• [Work request]: Return only those lines of the listing in which "layout" appears.

• [Data]:
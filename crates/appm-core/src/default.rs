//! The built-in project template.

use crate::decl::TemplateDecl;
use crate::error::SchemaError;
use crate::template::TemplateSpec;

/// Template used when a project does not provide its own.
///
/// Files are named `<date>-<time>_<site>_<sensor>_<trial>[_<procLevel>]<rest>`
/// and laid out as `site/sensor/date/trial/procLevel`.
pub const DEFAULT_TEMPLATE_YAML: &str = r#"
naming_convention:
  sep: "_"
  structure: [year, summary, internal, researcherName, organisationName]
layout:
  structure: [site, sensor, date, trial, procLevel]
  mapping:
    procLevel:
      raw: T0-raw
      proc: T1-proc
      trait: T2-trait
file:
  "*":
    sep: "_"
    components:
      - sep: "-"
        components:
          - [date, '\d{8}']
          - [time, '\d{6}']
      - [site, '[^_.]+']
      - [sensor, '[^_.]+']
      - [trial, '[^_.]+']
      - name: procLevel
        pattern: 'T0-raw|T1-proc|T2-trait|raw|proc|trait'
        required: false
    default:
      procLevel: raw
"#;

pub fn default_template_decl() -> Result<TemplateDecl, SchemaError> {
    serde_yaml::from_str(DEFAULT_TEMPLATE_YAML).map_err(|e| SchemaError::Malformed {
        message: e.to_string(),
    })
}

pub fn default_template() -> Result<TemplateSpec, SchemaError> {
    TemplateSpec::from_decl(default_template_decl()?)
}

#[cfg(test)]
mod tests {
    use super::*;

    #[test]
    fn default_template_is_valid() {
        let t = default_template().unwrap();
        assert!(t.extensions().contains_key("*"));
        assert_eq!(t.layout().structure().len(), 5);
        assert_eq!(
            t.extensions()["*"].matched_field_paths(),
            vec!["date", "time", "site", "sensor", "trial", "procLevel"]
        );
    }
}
* * *
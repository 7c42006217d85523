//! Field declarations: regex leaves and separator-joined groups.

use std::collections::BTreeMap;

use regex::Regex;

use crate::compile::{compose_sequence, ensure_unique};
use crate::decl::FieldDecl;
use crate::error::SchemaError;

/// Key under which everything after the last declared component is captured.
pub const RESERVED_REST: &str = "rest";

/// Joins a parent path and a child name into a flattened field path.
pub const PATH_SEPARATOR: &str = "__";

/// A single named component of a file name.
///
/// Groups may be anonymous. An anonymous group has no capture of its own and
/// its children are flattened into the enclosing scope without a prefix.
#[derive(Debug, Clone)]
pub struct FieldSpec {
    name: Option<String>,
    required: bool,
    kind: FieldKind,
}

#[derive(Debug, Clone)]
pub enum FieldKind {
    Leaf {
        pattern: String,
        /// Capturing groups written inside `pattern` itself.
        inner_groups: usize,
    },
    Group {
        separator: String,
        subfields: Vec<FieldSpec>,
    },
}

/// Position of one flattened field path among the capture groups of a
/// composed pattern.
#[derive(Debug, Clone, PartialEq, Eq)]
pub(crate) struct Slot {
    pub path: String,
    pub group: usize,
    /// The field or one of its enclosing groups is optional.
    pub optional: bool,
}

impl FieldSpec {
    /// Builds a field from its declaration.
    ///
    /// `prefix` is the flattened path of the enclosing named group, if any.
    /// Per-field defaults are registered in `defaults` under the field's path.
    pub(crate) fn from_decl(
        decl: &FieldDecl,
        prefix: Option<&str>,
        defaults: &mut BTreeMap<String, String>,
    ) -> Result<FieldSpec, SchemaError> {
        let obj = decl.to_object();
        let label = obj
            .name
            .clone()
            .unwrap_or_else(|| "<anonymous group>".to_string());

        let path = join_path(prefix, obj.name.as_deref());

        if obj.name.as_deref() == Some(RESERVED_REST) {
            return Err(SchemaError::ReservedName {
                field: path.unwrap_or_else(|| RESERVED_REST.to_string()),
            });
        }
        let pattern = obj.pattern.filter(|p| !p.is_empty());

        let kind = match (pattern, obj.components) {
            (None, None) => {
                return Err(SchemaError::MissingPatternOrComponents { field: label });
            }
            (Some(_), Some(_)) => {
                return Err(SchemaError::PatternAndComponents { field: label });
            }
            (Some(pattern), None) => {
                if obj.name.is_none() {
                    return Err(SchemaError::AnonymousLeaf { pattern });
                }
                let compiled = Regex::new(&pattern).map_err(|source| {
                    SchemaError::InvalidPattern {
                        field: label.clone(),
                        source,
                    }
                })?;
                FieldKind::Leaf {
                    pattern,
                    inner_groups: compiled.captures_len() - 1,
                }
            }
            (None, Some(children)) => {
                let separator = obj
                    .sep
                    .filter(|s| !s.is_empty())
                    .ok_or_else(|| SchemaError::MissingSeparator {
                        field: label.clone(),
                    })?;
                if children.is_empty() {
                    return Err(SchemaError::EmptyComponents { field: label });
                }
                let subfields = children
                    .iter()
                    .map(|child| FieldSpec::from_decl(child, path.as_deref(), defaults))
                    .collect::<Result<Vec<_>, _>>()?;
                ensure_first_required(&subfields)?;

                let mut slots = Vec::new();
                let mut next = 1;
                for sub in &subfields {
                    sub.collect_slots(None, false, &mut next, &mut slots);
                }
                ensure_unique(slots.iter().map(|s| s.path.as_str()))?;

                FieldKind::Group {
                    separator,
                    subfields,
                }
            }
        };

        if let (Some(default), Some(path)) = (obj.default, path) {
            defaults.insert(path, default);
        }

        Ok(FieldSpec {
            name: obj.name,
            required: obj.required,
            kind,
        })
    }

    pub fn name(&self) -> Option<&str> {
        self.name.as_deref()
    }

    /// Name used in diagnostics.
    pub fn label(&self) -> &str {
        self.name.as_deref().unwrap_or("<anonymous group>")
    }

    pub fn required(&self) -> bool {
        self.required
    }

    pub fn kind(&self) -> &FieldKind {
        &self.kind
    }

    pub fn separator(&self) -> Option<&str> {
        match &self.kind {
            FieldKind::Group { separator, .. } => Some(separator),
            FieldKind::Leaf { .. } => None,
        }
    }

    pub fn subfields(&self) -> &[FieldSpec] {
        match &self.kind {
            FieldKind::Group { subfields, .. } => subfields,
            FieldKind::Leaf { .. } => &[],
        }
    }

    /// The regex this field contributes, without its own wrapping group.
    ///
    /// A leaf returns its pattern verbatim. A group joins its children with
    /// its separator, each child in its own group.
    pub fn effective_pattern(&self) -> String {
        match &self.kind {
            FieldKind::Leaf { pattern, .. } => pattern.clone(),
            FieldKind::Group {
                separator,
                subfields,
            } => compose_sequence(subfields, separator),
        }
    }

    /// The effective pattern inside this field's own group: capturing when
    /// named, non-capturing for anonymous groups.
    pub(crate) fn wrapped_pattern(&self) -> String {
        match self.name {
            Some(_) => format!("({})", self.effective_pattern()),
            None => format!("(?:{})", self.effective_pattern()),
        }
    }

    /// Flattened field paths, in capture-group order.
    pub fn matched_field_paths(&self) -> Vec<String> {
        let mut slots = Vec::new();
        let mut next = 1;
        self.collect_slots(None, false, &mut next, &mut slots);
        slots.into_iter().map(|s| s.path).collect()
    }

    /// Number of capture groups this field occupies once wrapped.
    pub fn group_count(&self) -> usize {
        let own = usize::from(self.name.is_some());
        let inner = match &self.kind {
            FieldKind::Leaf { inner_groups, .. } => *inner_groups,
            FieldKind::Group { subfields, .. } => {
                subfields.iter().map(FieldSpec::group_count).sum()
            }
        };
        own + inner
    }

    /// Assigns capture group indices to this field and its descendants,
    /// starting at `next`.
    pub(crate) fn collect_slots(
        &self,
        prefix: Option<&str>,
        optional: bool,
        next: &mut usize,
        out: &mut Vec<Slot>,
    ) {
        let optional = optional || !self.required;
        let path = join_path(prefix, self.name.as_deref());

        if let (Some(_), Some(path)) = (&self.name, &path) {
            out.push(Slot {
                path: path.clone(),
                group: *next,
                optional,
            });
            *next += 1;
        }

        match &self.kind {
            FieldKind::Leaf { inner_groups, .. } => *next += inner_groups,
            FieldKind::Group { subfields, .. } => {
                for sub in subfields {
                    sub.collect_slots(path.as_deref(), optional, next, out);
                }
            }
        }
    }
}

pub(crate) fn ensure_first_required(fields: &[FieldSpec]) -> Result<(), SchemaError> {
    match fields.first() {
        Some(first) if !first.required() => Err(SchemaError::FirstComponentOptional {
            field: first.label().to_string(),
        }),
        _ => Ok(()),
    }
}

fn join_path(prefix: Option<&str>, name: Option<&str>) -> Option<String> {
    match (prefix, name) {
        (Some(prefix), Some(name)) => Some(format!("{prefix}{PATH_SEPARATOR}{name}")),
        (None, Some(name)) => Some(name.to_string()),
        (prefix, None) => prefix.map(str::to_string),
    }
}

• [Response area]:
layout:
        assert_eq!(t.layout().structure().len(), 5);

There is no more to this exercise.